I am making a webpage, where there are two forms (users and owners), where one can type comma separated names in each form, and hit Submit.
I have tried to use JSON before with strings only, without using a Perl module. Now I need to transfer information for many users in the form of username, full name and owner_name, full name. In Perl I have this as two hashes.
This is a two part question.
Server side
This is my Perl script.
#!/usr/bin/perl -T
use CGI;
use CGI::Carp qw(fatalsToBrowser);
use CGI qw(:standard);
use JSON;
use utf8;
use strict;
use warnings;
my $cgi = CGI->new;
$cgi->charset('UTF-8');
my @owners = map { s/\s*//g; $_ } split ",", $cgi->param('owner');
my @users  = map { s/\s*//g; $_ } split ",", $cgi->param('users');
# ...
my %user_result = ();
foreach my $u (@users) {
    $user_result{$u} = $db1->{$u}{displayName};
}
my %owner_result = ();
foreach my $o (@owners) {
    $owner_result{$o} = $db2{$o}{ad_displayname};
}
my $json->{"users"}  = \%user_result;
my $json->{"owners"} = \%owner_result;
my $json_string = to_json($json);
print $cgi->header(-type => "application/json", -charset => "utf-8");
print $json_string;
Is this the correct way to make the two hashes into a JSON string?
Client side
$(document).ready(function(){
    $('form').live('submit', function(){
    $.ajax({
        type: "GET",
        url: "/cgi-bin/ajax.pl",
        contentType: "application/json; charset=utf-8",
        dataType: "json",
        data: $(this).serialize(),
        error: function(XMLHttpRequest, textStatus, errorThrown) { 
        $('div#create_result').text("responseText: " + XMLHttpRequest.responseText +
                        ", textStatus: " + textStatus +
                        ", errorThrown: " + errorThrown);
        $('div#create_result').addClass("error");
        },
        success: function(result){
        if (result.error) {
            $('div#create_result').text("result.error: " + result.error);
            $('div#create_result').addClass("error");
        } else { // perl script says everything is okay
              // how do I access my two hashes here?
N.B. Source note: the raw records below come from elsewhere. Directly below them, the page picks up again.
impl TcpServer {
    pub fn bind(config: &ServerConfig, max_frame_size_bytes: usize) -> Result<Self, ServerError> {
        let address = format!("{}:{}", config.host, config.port);
        let listener = TcpListener::bind(&address).map_err(|source| ServerError::Bind {
            address,
            source,
        })?;
        listener
            .set_nonblocking(true)
            .map_err(|source| ServerError::SetNonBlocking { source })?;

        Ok(Self {
            listener,
            next_connection_id: AtomicU64::new(1),
            max_frame_size_bytes,
        })
    }

    pub fn from_app_config(app_config: &config::AppConfig) -> Result<Self, ServerError> {
        let cfg = ServerConfig::from(app_config.server.clone());
        Self::bind(&cfg, app_config.wire.max_frame_size_bytes.max(1))
    }

    pub fn local_addr(&self) -> io::Result<SocketAddr> {
        self.listener.local_addr()
    }

    pub fn try_accept_persistent(&self) -> Result<Option<Arc<PersistentConnection>>, ServerError> {
        match self.listener.accept() {
            Ok((stream, peer_addr)) => {
                let id = self.next_connection_id.fetch_add(1, Ordering::Relaxed);
                let connection =
                    PersistentConnection::new(id, stream, peer_addr, self.max_frame_size_bytes)?;
                Ok(Some(Arc::new(connection)))
            }
            Err(source) if source.kind() == io::ErrorKind::WouldBlock => Ok(None),
            Err(source) => Err(ServerError::Accept { source }),
        }
    }
}

/// Splits a byte stream into length-prefixed frames, keeping partial input
/// between reads.
#[derive(Debug)]
pub struct FrameReader {
    buffer: Vec<u8>,
    max_frame_size_bytes: usize,
}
              // {"users": [username1, fullname1, ...], "owners": [owner name1, full name 1, ...]}
              var users  = result.users;    // array
              var owners = result.owners;   // array
              alert(users);
              alert(owners);
        }
        }
    });
    });
});
Is this the correct way to send and receive the JSON?
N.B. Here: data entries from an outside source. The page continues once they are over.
use std::collections::BTreeMap;
use std::fmt;
use std::io::{self, Cursor, Read, Write};

use flate2::read::GzDecoder;
use flate2::write::GzEncoder;
use rmpv::Value;

use crate::config::AppConfig;
use crate::wire::envelope::{Envelope, EnvelopeError};

pub const DEFAULT_MAX_FRAME_SIZE_BYTES: usize = 8 * 1024 * 1024;
pub const FRAME_HEADER_SIZE_BYTES: usize = 4;

pub type RawMessage = BTreeMap<String, Value>;

/// One transport message without its length prefix. Hosts that distinguish
/// text and binary messages hand them over as such; raw TCP only produces
/// `Binary`.
#[derive(Clone, Debug, PartialEq, Eq)]
pub enum Frame {
    Binary(Vec<u8>),
    Text(String),
}

impl Frame {
    pub fn as_bytes(&self) -> &[u8] {
        match self {
            Self::Binary(bytes) => bytes,
            Self::Text(text) => text.as_bytes(),
        }
    }

    pub fn len(&self) -> usize {
        self.as_bytes().len()
    }
}

#[derive(Clone, Copy, Debug, PartialEq, Eq)]
pub enum WireFormat {
    MessagePack,
    Json,
}

impl WireFormat {
    pub fn from_config_value(value: &str) -> Option<Self> {
        match value.trim().to_ascii_lowercase().as_str() {
            "msgpack" | "messagepack" => Some(Self::MessagePack),
            "json" => Some(Self::Json),
            _ => None,
        }
    }

    pub fn as_str(self) -> &'static str {
        match self {
            Self::MessagePack => "msgpack",
            Self::Json => "json",
        }
    }
}

#[derive(Clone, Copy, Debug, PartialEq, Eq)]
pub enum Compression {
    None,
    Gzip,
}

impl Compression {
    pub fn from_config_value(value: &str) -> Option<Self> {
        match value.trim().to_ascii_lowercase().as_str() {
            "none" | "" => Some(Self::None),
            "gzip" => Some(Self::Gzip),
            _ => None,
        }
    }

    pub fn as_str(self) -> &'static str {
        match self {
            Self::None => "none",
            Self::Gzip => "gzip",
        }
    }
}

#[derive(Debug)]
pub enum CodecError {
    PayloadTooLarge { size: usize, limit: usize },
    ProtocolZeroLength,
    ProtocolLengthTooLarge { length: usize, limit: usize },
    MessagePackEncode(rmpv::encode::Error),
    MessagePackDecode(rmpv::decode::Error),
    Json(serde_json::Error),
    Compression(io::Error),
    TrailingDataInPayload,
    MessageMustBeMap,
    MapKeyMustBeUtf8String,
    UnsupportedValue { kind: &'static str },
    Envelope(EnvelopeError),
    UnknownFormat { value: String },
    UnknownCompression { value: String },
}

impl fmt::Display for CodecError {
    fn fmt(&self, f: &mut fmt::Formatter<'_>) -> fmt::Result {
        match self {
            Self::PayloadTooLarge { size, limit } => {
                write!(f, "payload size {size} exceeds limit {limit}")
            }
            Self::ProtocolZeroLength => {
                write!(f, "protocol error: frame length cannot be zero")
            }
            Self::ProtocolLengthTooLarge { length, limit } => write!(
                f,
                "protocol error: frame length {length} exceeds max {limit}"
            ),
            Self::MessagePackEncode(source) => write!(f, "messagepack encode error: {source}"),
            Self::MessagePackDecode(source) => write!(f, "messagepack decode error: {source}"),
            Self::Json(source) => write!(f, "json codec error: {source}"),
            Self::Compression(source) => write!(f, "gzip codec error: {source}"),
            Self::TrailingDataInPayload => write!(f, "payload contains trailing MessagePack data"),
            Self::MessageMustBeMap => write!(f, "message must be a map"),
            Self::MapKeyMustBeUtf8String => write!(f, "map keys must be UTF-8 strings"),
            Self::UnsupportedValue { kind } => {
                write!(f, "{kind} values cannot be carried by the JSON wire format")
            }
            Self::Envelope(source) => write!(f, "envelope error: {source}"),
            Self::UnknownFormat { value } => {
                write!(f, "unknown wire format '{value}', expected msgpack or json")
            }
            Self::UnknownCompression { value } => {
                write!(f, "unknown wire compression '{value}', expected none or gzip")
            }
        }
    }
}

impl std::error::Error for CodecError {}

/// Envelope encode/decode capability attached to a session.
///
/// Implementations may keep mutable scratch state, so an instance is never
/// shared between threads: every worker serving a session holds its own
/// `duplicate()`.
pub trait Codec: Send {
    fn decode(&mut self, frame: &Frame) -> Result<Envelope, CodecError>;
    fn encode(&mut self, envelope: &Envelope) -> Result<Frame, CodecError>;
    fn duplicate(&self) -> Box<dyn Codec>;
    fn configure(&mut self, format: WireFormat, compression: Compression);
}

#[derive(Clone, Copy, Debug, PartialEq, Eq)]
pub struct CodecConfig {
    pub format: WireFormat,
    pub compression: Compression,
    pub max_frame_size_bytes: usize,
}

impl Default for CodecConfig {
    fn default() -> Self {
        Self {
            format: WireFormat::MessagePack,
            compression: Compression::None,
            max_frame_size_bytes: DEFAULT_MAX_FRAME_SIZE_BYTES,
        }
    }
}

impl CodecConfig {
    pub fn from_app_config(app_config: &AppConfig) -> Result<Self, CodecError> {
        let format = WireFormat::from_config_value(&app_config.wire.format).ok_or_else(|| {
            CodecError::UnknownFormat {
                value: app_config.wire.format.clone(),
            }
        })?;
        let compression = Compression::from_config_value(&app_config.wire.compression)
            .ok_or_else(|| CodecError::UnknownCompression {
                value: app_config.wire.compression.clone(),
            })?;

        Ok(Self {
            format,
            compression,
            max_frame_size_bytes: app_config.wire.max_frame_size_bytes.max(1),
        })
    }
}

#[derive(Clone, Debug)]
pub struct WireCodec {
    config: CodecConfig,
    scratch: Vec<u8>,
}

impl WireCodec {
    pub fn new(config: CodecConfig) -> Self {
        Self {
            config,
            scratch: Vec::new(),
        }
    }

    pub fn config(&self) -> CodecConfig {
        self.config
    }

    pub fn max_frame_size_bytes(&self) -> usize {
        self.config.max_frame_size_bytes
    }

    fn check_size(&self, size: usize) -> Result<(), CodecError> {
        if size > self.config.max_frame_size_bytes {
            return Err(CodecError::PayloadTooLarge {
                size,
                limit: self.config.max_frame_size_bytes,
            });
        }
        Ok(())
    }

    fn decode_bytes(&mut self, bytes: &[u8]) -> Result<RawMessage, CodecError> {
        if bytes.is_empty() {
            return Err(CodecError::ProtocolZeroLength);
        }
        self.check_size(bytes.len())?;

        let inflated;
        let body = match self.config.compression {
            Compression::None => bytes,
            Compression::Gzip => {
                self.scratch.clear();
                GzDecoder::new(bytes)
                    .take(self.config.max_frame_size_bytes as u64 + 1)
                    .read_to_end(&mut self.scratch)
                    .map_err(CodecError::Compression)?;
                self.check_size(self.scratch.len())?;
                inflated = std::mem::take(&mut self.scratch);
                inflated.as_slice()
            }
        };

        match self.config.format {
            WireFormat::MessagePack => decode_msgpack(body),
            WireFormat::Json => decode_json(body),
        }
    }
}

impl Codec for WireCodec {
    fn decode(&mut self, frame: &Frame) -> Result<Envelope, CodecError> {
        let raw = match frame {
            // Text frames are always plain JSON, whatever the binary settings.
            Frame::Text(text) => {
                self.check_size(text.len())?;
                decode_json(text.as_bytes())?
            }
            Frame::Binary(bytes) => self.decode_bytes(bytes)?,
        };

        Envelope::from_raw(&raw).map_err(CodecError::Envelope)
    }

    fn encode(&mut self, envelope: &Envelope) -> Result<Frame, CodecError> {
        let raw = envelope.clone().into_raw();
        let body = match self.config.format {
            WireFormat::MessagePack => {
                self.scratch.clear();
                rmpv::encode::write_value(&mut self.scratch, &raw_to_value(raw))
                    .map_err(CodecError::MessagePackEncode)?;
                self.scratch.clone()
            }
            WireFormat::Json => {
                serde_json::to_vec(&raw_to_json(&raw)?).map_err(CodecError::Json)?
            }
        };

        let frame = match (self.config.compression, self.config.format) {
            (Compression::Gzip, _) => {
                let mut encoder = GzEncoder::new(Vec::new(), flate2::Compression::default());
                encoder.write_all(&body).map_err(CodecError::Compression)?;
                Frame::Binary(encoder.finish().map_err(CodecError::Compression)?)
            }
            (Compression::None, WireFormat::Json) => {
                Frame::Text(String::from_utf8(body).map_err(|_| CodecError::UnsupportedValue {
                    kind: "non UTF-8 JSON",
                })?)
            }
            (Compression::None, WireFormat::MessagePack) => Frame::Binary(body),
        };

        self.check_size(frame.len())?;
        Ok(frame)
    }

    fn duplicate(&self) -> Box<dyn Codec> {
        Box::new(Self::new(self.config))
    }

    fn configure(&mut self, format: WireFormat, compression: Compression) {
        self.config.format = format;
        self.config.compression = compression;
    }
}

/// Prepends the 4-byte big-endian length header used on TCP connections.
pub fn encode_length_prefixed(payload: &[u8], limit: usize) -> Result<Vec<u8>, CodecError> {
    if payload.is_empty() {
        return Err(CodecError::ProtocolZeroLength);
    }
    if payload.len() > limit {
        return Err(CodecError::PayloadTooLarge {
            size: payload.len(),
            limit,
        });
    }

    let mut frame = Vec::with_capacity(FRAME_HEADER_SIZE_BYTES + payload.len());
    frame.extend_from_slice(&(payload.len() as u32).to_be_bytes());
    frame.extend_from_slice(payload);
    Ok(frame)
}

/// Removes one complete length-prefixed frame from the front of `buffer`.
/// Returns `Ok(None)` while the frame is still incomplete.
pub fn take_length_prefixed(buffer: &mut Vec<u8>, limit: usize) -> Result<Option<Vec<u8>>, CodecError> {
    if buffer.len() < FRAME_HEADER_SIZE_BYTES {
        return Ok(None);
    }

    let declared_len = u32::from_be_bytes([buffer[0], buffer[1], buffer[2], buffer[3]]) as usize;
    if declared_len == 0 {
        return Err(CodecError::ProtocolZeroLength);
    }
    if declared_len > limit {
        return Err(CodecError::ProtocolLengthTooLarge {
            length: declared_len,
            limit,
        });
    }
    if buffer.len() < FRAME_HEADER_SIZE_BYTES + declared_len {
        return Ok(None);
    }

    let payload = buffer[FRAME_HEADER_SIZE_BYTES..FRAME_HEADER_SIZE_BYTES + declared_len].to_vec();
    buffer.drain(..FRAME_HEADER_SIZE_BYTES + declared_len);
    Ok(Some(payload))
}

fn decode_msgpack(payload: &[u8]) -> Result<RawMessage, CodecError> {
    let mut cursor = Cursor::new(payload);
    let value = rmpv::decode::read_value(&mut cursor).map_err(CodecError::MessagePackDecode)?;
    if cursor.position() as usize != payload.len() {
        return Err(CodecError::TrailingDataInPayload);
    }

    value_to_raw(value)
}

fn decode_json(payload: &[u8]) -> Result<RawMessage, CodecError> {
    let value: serde_json::Value = serde_json::from_slice(payload).map_err(CodecError::Json)?;
    value_to_raw(json_to_value(value))
}

fn raw_to_value(raw: RawMessage) -> Value {
    Value::Map(
        raw.into_iter()
            .map(|(key, value)| (Value::String(key.into()), value))
            .collect(),
    )
}

fn value_to_raw(value: Value) -> Result<RawMessage, CodecError> {
    let Value::Map(entries) = value else {
        return Err(CodecError::MessageMustBeMap);
    };

    let mut raw = RawMessage::new();
    for (key, value) in entries {
        let Value::String(text) = key else {
            return Err(CodecError::MapKeyMustBeUtf8String);
        };
        let Some(text) = text.as_str() else {
            return Err(CodecError::MapKeyMustBeUtf8String);
        };
        raw.insert(text.to_owned(), value);
    }

    Ok(raw)
}

fn raw_to_json(raw: &RawMessage) -> Result<serde_json::Value, CodecError> {
    let mut map = serde_json::Map::new();
    for (key, value) in raw {
        map.insert(key.clone(), value_to_json(value)?);
    }
    Ok(serde_json::Value::Object(map))
}

pub fn value_to_json(value: &Value) -> Result<serde_json::Value, CodecError> {
    match value {
        Value::Nil => Ok(serde_json::Value::Null),
        Value::Boolean(v) => Ok(serde_json::Value::Bool(*v)),
        Value::Integer(v) => {
            if let Some(raw) = v.as_i64() {
                Ok(serde_json::json!(raw))
            } else if let Some(raw) = v.as_u64() {
                Ok(serde_json::json!(raw))
            } else {
                Err(CodecError::UnsupportedValue { kind: "integer" })
            }
        }
        // JSON numbers come back as F64, so F32 would not survive a round trip.
        Value::F32(_) => Err(CodecError::UnsupportedValue {
            kind: "32-bit float",
        }),
        Value::F64(v) => serde_json::Number::from_f64(*v)
            .map(serde_json::Value::Number)
            .ok_or(CodecError::UnsupportedValue {
                kind: "non-finite float",
            }),
        Value::String(v) => v
            .as_str()
            .map(|text| serde_json::Value::String(text.to_owned()))
            .ok_or(CodecError::UnsupportedValue {
                kind: "non UTF-8 string",
            }),
        Value::Binary(_) => Err(CodecError::UnsupportedValue { kind: "binary" }),
        Value::Array(values) => values
            .iter()
            .map(value_to_json)
            .collect::<Result<Vec<_>, _>>()
            .map(serde_json::Value::Array),
        Value::Map(entries) => {
            let mut map = serde_json::Map::new();
            for (key, value) in entries {
                let Some(text_key) = key.as_str() else {
                    return Err(CodecError::MapKeyMustBeUtf8String);
                };
                map.insert(text_key.to_owned(), value_to_json(value)?);
            }
            Ok(serde_json::Value::Object(map))
        }
        Value::Ext(_, _) => Err(CodecError::UnsupportedValue {
            kind: "MessagePack extension",
        }),
    }
}

pub fn json_to_value(value: serde_json::Value) -> Value {
    match value {
        serde_json::Value::Null => Value::Nil,
        serde_json::Value::Bool(v) => Value::Boolean(v),
        serde_json::Value::Number(number) => {
            if let Some(v) = number.as_i64() {
                Value::Integer(v.into())
            } else if let Some(v) = number.as_u64() {
                Value::Integer(v.into())
            } else {
                Value::F64(number.as_f64().unwrap_or_default())
            }
        }
        serde_json::Value::String(v) => Value::String(v.into()),
        serde_json::Value::Array(values) => {
            Value::Array(values.into_iter().map(json_to_value).collect())
        }
        serde_json::Value::Object(map) => Value::Map(
            map.into_iter()
                .map(|(key, value)| (Value::String(key.into()), json_to_value(value)))
                .collect(),
        ),
    }
}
And how do I access data afterwards?
Update
Updated code with Matt Ball and davorg answers and added alert(users).
The bug right now is that the json object isn't defined.
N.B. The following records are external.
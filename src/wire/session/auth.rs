use std::collections::HashMap;
use std::fmt;
use std::fs;
use std::io;
use std::path::Path;
use std::sync::Arc;

use serde_json::json;
use sha2::{Digest, Sha512};
use uuid::Uuid;

use crate::config::AppConfig;
use crate::logging::{LogLevel, Logger};
use crate::wire::envelope::{Envelope, MessageKind};
use crate::wire::session::{AuthState, Session, NOAUTH_USER};

pub const USERNAME_PARAMETER: &str = "username";
pub const PASSWORD_PARAMETER: &str = "password";

const USER_LINE_SEPARATOR: char = '=';
const SALT_SEPARATOR: char = ':';

/// Pluggable credential check. `verify` returns the authenticated user name.
pub trait AuthVerifier: Send + Sync {
    fn verify(&self, request: &Envelope) -> Option<String>;
    fn challenge(&self) -> Option<Envelope>;
}

#[derive(Clone, Copy, Debug, PartialEq, Eq)]
pub enum ChallengePolicy {
    EveryFailure,
    FirstFailure,
    Never,
}

impl ChallengePolicy {
    pub fn from_config_value(value: &str) -> Option<Self> {
        match value.trim().to_ascii_lowercase().as_str() {
            "every_failure" => Some(Self::EveryFailure),
            "first_failure" => Some(Self::FirstFailure),
            "never" => Some(Self::Never),
            _ => None,
        }
    }

    fn allows(self, failure_count: u32) -> bool {
        match self {
            Self::EveryFailure => true,
            Self::FirstFailure => failure_count <= 1,
            Self::Never => false,
        }
    }
}

#[derive(Debug)]
pub enum AuthError {
    UsersFileRead { path: String, source: io::Error },
    MalformedUserLine { line: usize },
    UnknownChallengePolicy { value: String },
    MissingUsersFile,
}

impl fmt::Display for AuthError {
    fn fmt(&self, f: &mut fmt::Formatter<'_>) -> fmt::Result {
        match self {
            Self::UsersFileRead { path, source } => {
                write!(f, "failed to read users file '{path}': {source}")
            }
            Self::MalformedUserLine { line } => {
                write!(f, "users file line {line} must look like name=salt:hash")
            }
            Self::UnknownChallengePolicy { value } => write!(
                f,
                "unknown auth.rechallenge '{value}', expected every_failure, first_failure or never"
            ),
            Self::MissingUsersFile => {
                write!(f, "auth.enabled requires auth.users_file to be set")
            }
        }
    }
}

impl std::error::Error for AuthError {}

/// Session authentication state machine.
///
/// Without a verifier every session starts authenticated as `noauth`.
/// With one, sessions start unauthenticated and only an `AUTHENTICATE`
/// request accepted by the verifier moves them forward; there is no way back.
pub struct AuthProtocol {
    verifier: Option<Arc<dyn AuthVerifier>>,
    policy: ChallengePolicy,
    logger: Arc<Logger>,
}

impl AuthProtocol {
    pub fn new(
        verifier: Option<Arc<dyn AuthVerifier>>,
        policy: ChallengePolicy,
        logger: Arc<Logger>,
    ) -> Self {
        Self {
            verifier,
            policy,
            logger,
        }
    }

    pub fn disabled(logger: Arc<Logger>) -> Self {
        Self::new(None, ChallengePolicy::EveryFailure, logger)
    }

    pub fn from_app_config(app_config: &AppConfig, logger: Arc<Logger>) -> Result<Self, AuthError> {
        let policy = ChallengePolicy::from_config_value(&app_config.auth.rechallenge).ok_or_else(
            || AuthError::UnknownChallengePolicy {
                value: app_config.auth.rechallenge.clone(),
            },
        )?;

        if !app_config.auth.enabled {
            return Ok(Self::new(None, policy, logger));
        }

        let users_file = app_config.auth.users_file.trim();
        if users_file.is_empty() {
            return Err(AuthError::MissingUsersFile);
        }

        let mut verifier = PasswordFileVerifier::from_file(Path::new(users_file))?;
        let challenge = app_config.auth.challenge.trim();
        if !challenge.is_empty() {
            verifier = verifier.with_challenge(challenge);
        }
        logger.log(
            LogLevel::Info,
            Some("wire::session::auth"),
            "Loaded users file",
            Some(json!({
                "path": users_file,
                "users": verifier.user_count(),
                "challenge": !challenge.is_empty(),
            })),
        );
        Ok(Self::new(Some(Arc::new(verifier)), policy, logger))
    }

    pub fn requires_auth(&self) -> bool {
        self.verifier.is_some()
    }

    pub fn initial_state(&self) -> AuthState {
        if self.requires_auth() {
            AuthState::Unauthenticated
        } else {
            AuthState::Authenticated {
                user: NOAUTH_USER.to_owned(),
            }
        }
    }

    /// Envelope to push to a freshly opened session, if any.
    pub fn on_connect(&self) -> Option<Envelope> {
        self.verifier.as_ref().and_then(|verifier| verifier.challenge())
    }

    pub fn authenticate(&self, session: &Session, request: &Envelope) -> Vec<Envelope> {
        let Some(verifier) = self.verifier.as_ref() else {
            session.try_authenticate(NOAUTH_USER.to_owned());
            return vec![already_authenticated(request.id)];
        };

        if session.is_authenticated() {
            return vec![already_authenticated(request.id)];
        }

        match verifier.verify(request) {
            Some(user) => {
                // Another worker may have finished a login for this session
                // while the verifier ran.
                if !session.try_authenticate(user.clone()) {
                    return vec![already_authenticated(request.id)];
                }
                self.logger.log(
                    LogLevel::Info,
                    Some("wire::session::auth"),
                    "Session authenticated",
                    Some(json!({"session_id": session.id().to_string(), "user": user})),
                );
                vec![Envelope::success(request.id)]
            }
            None => {
                let failures = session.record_auth_failure();
                self.logger.log(
                    LogLevel::Warn,
                    Some("wire::session::auth"),
                    "Authentication failed",
                    Some(json!({
                        "session_id": session.id().to_string(),
                        "user": request.string_parameter(USERNAME_PARAMETER),
                        "failures": failures,
                    })),
                );

                let mut responses = vec![Envelope::error(request.id, "authentication failure")];
                if self.policy.allows(failures) {
                    responses.extend(verifier.challenge());
                }
                responses
            }
        }
    }
}

fn already_authenticated(id: i64) -> Envelope {
    Envelope::error(id, "already authenticated")
}

pub fn hash_text(text: &str) -> String {
    hex::encode(Sha512::digest(text.as_bytes()))
}

/// `H(salt + H(user + password))`, the stored half of a `salt:hash` entry.
pub fn scramble(user: &str, clear_text: &str, salt: &str) -> String {
    hash_with_salt(salt, &hash_text(&format!("{user}{clear_text}")))
}

/// Produces a complete `salt:hash` users file value with a fresh salt.
pub fn scramble_with_new_salt(user: &str, clear_text: &str) -> String {
    let salt = Uuid::new_v4().to_string();
    let hash = scramble(user, clear_text, &salt);
    format!("{salt}{SALT_SEPARATOR}{hash}")
}

fn hash_with_salt(salt: &str, hashed: &str) -> String {
    hash_text(&format!("{salt}{hashed}"))
}

#[derive(Clone, Debug, PartialEq, Eq)]
struct StoredCredential {
    salt: String,
    hash: String,
}

/// Verifier backed by a users file of `name=salt:hash` lines.
///
/// Clients send either the clear-text password or the pre-hashed
/// `H(username + password)`; both are accepted.
#[derive(Debug)]
pub struct PasswordFileVerifier {
    credentials: HashMap<String, StoredCredential>,
    challenge: Option<String>,
}

impl PasswordFileVerifier {
    pub fn from_file(path: &Path) -> Result<Self, AuthError> {
        let content = fs::read_to_string(path).map_err(|source| AuthError::UsersFileRead {
            path: path.display().to_string(),
            source,
        })?;
        Self::parse(&content)
    }

    pub fn parse(content: &str) -> Result<Self, AuthError> {
        let mut credentials = HashMap::new();

        for (index, line) in content.lines().enumerate() {
            let line = line.trim_end_matches('\r');
            if line.is_empty() || line.starts_with('#') {
                continue;
            }

            let (user, stored) = line
                .split_once(USER_LINE_SEPARATOR)
                .ok_or(AuthError::MalformedUserLine { line: index + 1 })?;
            let (salt, hash) = stored
                .split_once(SALT_SEPARATOR)
                .ok_or(AuthError::MalformedUserLine { line: index + 1 })?;

            credentials.insert(
                user.to_owned(),
                StoredCredential {
                    salt: salt.to_owned(),
                    hash: hash.to_owned(),
                },
            );
        }

        Ok(Self {
            credentials,
            challenge: None,
        })
    }

    /// Sends `message` as an `AUTHENTICATE` envelope (id 0) on connect and
    /// after failures.
    pub fn with_challenge(mut self, message: impl Into<String>) -> Self {
        self.challenge = Some(message.into());
        self
    }

    pub fn user_count(&self) -> usize {
        self.credentials.len()
    }

    fn matches(&self, user: &str, password: &str) -> bool {
        let Some(stored) = self.credentials.get(user) else {
            return false;
        };

        hash_with_salt(&stored.salt, password) == stored.hash
            || scramble(user, password, &stored.salt) == stored.hash
    }
}

impl AuthVerifier for PasswordFileVerifier {
    fn verify(&self, request: &Envelope) -> Option<String> {
        if request.kind != MessageKind::Authenticate {
            return None;
        }

        let user = request.string_parameter(USERNAME_PARAMETER)?;
        let password = request.string_parameter(PASSWORD_PARAMETER)?;
        self.matches(user, password).then(|| user.to_owned())
    }

    fn challenge(&self) -> Option<Envelope> {
        self.challenge
            .as_ref()
            .map(|message| Envelope::new(0, MessageKind::Authenticate).with_payload(message.as_str()))
    }
}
my $json->{"users"}  = \%user_result;
my $json->{"owners"} = \%owner_result;
How do I define such?
You're attempting to print two CGI header blocks. Unfortunately, you can only have a single CGI block associated with each response. And, unfortunately, the first header block you print has the wrong content-type header (it's 'text/html' where you actually want 'application/json').
If you remove the 'print "Content-Type: ..."' line, things should work a bit better.
Then in the second header block, you're trying to call an unknown function called "header". That's actually a method on your $cgi object, so it needs to be called as $cgi->header(...).
Those fixes should actually get some JSON back to your client code successfully. There are a couple of other suggestions I'd make though.
1/ The first argument to the 'split' function should be a regular expression, not a string.
2/ The JSON data structures you are building seem unnecessarily complex. For each of your two sections (users and owners) you have a single element array which contains a reference to a hash. Surely the array can be omitted so each element just contains the hash reference directly.
With dataType: 'json', jQuery will automagically parse the JSON result for you. That means that the result value passed into the success callback is already a proper JavaScript object. You can access its values just like you would any other JS object. For example, if the Perl script returns this JSON:
{"foo": "a", "bar": 42, "baz": [true, false]}
Then you can access the various fields in the success callback like so:
success: function(result) {
    var foo = result.foo,    // 'a'
        bar = result.bar,    // 42
        baz = result.baz;    // [true, false]
}
If you set Content-Type: application/json in the response header (in Perl) you don't even need the dataType: 'json' because jQuery can sniff the data type from the HTTP Content-Type header.
I don't know Perl, so I can't help you on that side.